Dmitro T. zabójca siedmioletniego dziecka został przesłuchany przez tarnowską prokuraturę. Przyznał się do zarzucanych mu czynów, czyli zabójstwa własnego syna i usiłowania morderstwa swojej żony.
Jak twierdził, dopuścił się zbrodni bo chciał oszczędzić cierpienia swoim najbliższym. Sam też chciał popełnić samobójstwo raniąc się nożem w klatkę piersiową i wyskakując z okna – mówi prokurator okręgowy Mieczysław Sienicki.
– Z jego wyjaśnień wynika, że motywem miała być chęć oszczędzenia im cierpień związanych z bliżej nieokreśloną grupą, czy też władzą jak on to nazywał, która miała im zagrażać. Ta grupa miała ich uwięzić i odebrać całe mienie. Na członków tej grupy używał określenia 'oni’.

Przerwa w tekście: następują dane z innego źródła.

//! # Memory Management
//!
//! Reusable storage for the frame loop.
//!
//! ## Design Philosophy
//!
//! Storage grows while a skeleton is warming up and is then reused:
//! - Arena slots are recycled with a bumped generation
//! - Pooled objects are reset and pushed back on a free list
//! - Nothing is freed until the owner is torn down

mod arena;
mod pool;

pub use arena::{Arena, Handle};
pub use pool::{ObjectPool, Poolable};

27-letni mężczyzna w ostatnim czasie nie leczył się psychiatrycznie, chociaż jak zeznali jego żona i pracodawca, od kilku dni kontakt z nim był utrudniony. Dmitro T. przebywał na stałe w Polsce od maja tego roku. Pracował w jednej z tarnowskich restauracji.
Mężczyzna w najbliższych dniach zostanie najprawdopodobniej osadzony na oddziale szpitalnym aresztu śledczego w Krakowie. W dalszej części biegli stwierdzą, czy w momencie zbrodni był on poczytalny. Dmitrowi T. grozi mu od 8 do 25 lat pozbawienia wolności.